Elizabeth is in the anxiety inducing preparation for surgery next week, please pray for her, her doctors and all those at the hospital and home who are directly and indirectly caring for her.
In reading this quote there was this moment of “it doesn’t matter, none of this not what I do, not how often I quilt, not how often I don’t quilt, not how I’m treated, not how I feel lost, or alone or abandoned (not now!) not how I feel incredibly loved, not my mistakes, not my “greatest hits” not my yearnings or desires. What ultimately matters is that over my life I let God love me and completely abandon myself to His Grace and His Mercy, and His Love, which are all, of course, the same thing, we human beings, delightfully finite see facets, bits and pieces, moments, now, then. We give over to anxiety for the future because we wanna know and yet “blessed are the surprisable for they shall be surprised. Sometimes life just sucks and still it’s a moment where there is infinite opportunity to experience God’s love in the coeur of our being. Sometimes life is – because of our own mistakes or the brutality of other people exercising their free will in horrific ways – horrific and yet there are moments when God is permitted to break through and people who love Him love with all of their being offering a ray of hope in a dark place.
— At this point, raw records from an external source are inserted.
//! Signal-protocol-style session core: X3DH bootstrap plus a Double
//! Ratchet engine, independent of any particular transport or storage
//! backend.

#![warn(clippy::all)]
#![allow(clippy::too_many_arguments)]

pub mod address;
pub mod builder;
pub mod cipher;
pub mod config;
pub mod error;
pub mod keys;
pub mod primitives;
pub mod queue;
pub mod ratchet;
pub mod session;
pub mod store;
pub mod utils;
pub mod wire;

pub use address::ProtocolAddress;
pub use builder::{PreKeyBundle, SessionBuilder};
pub use cipher::{EncryptedMessage, SessionCipher};
pub use error::{Result, SignalError};
pub use keys::{generate_prekey, generate_signed_prekey, verify_signature, IdentityKeyPair, PreKey, SignedPreKey, StoredKeyPair};
pub use queue::JobQueue;
pub use session::{Session, SessionRecord};
pub use store::{InMemoryStore, SignalStore};
pub use wire::{PreKeyWhisperMessage, WhisperMessage};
Or like that one day when I asked my husband if I was a failure and he told me that he wasn’t entertaining this conversation and he walked away from me essentially cracking open that place for me to see God’s mercy, cling to that and begin something that’s still happening. Have you ever taken the time to pull apart yarn that’s all twisted up? Or what about necklaces that are the same. There’s a tediousness and commitment that goes with it. And it always looks worse before the untangledness happens and the yarn or necklaces are fully untangled. Whew for me this is work.
Lately I’ve been yearning to be in ministry of some kind and the opportunity has offered itself in the Book Study. I’ve been digging deep into that yearning wondering what it is that I’m actually looking for. Ya know what, it doesn’t matter. What does matter is seeing somethings that need to go to both confession and spiritual direction for some sorting out and all that jazz. Oh also, rather than writing “Forty Days of Prayer for Quilter” I think I’ve found the right coauthor for “The Curmudgeons Guide to Holiness in 7K Easy Steps” When I messaged her the title she nearly peed her pants.
What does matter? How I treat people. While I *think* I do my best I am well aware of the times wherein I fail or think I fail. Maybe, just maybe the failure on my part is an opportunity for the other person to grow. Maybe the failure on my part is an opportunity for me to see where I need to grow. It’s an opportunity for relationship building given the chance.
What does matter? Letting go. Embracing. Looking. Listening. Caring. Sharing. Entering into relationship. Allowing people to leave without thinking it was about me and I really messed up. What does matter? Taking lessons, listening more deeply to how I quilt: with reckless abandon. Loving with reckless abandon much like the Father in the parable of the Prodigal Son. Much like Mary does sitting at the feet of Jesus. Much like Mary, Jesus’ mom does.
May I ask your prayers throughout this week as I teach and demonstrate please. I’ve had one terrible nights sleep and have a long day ahead of me. Thank you!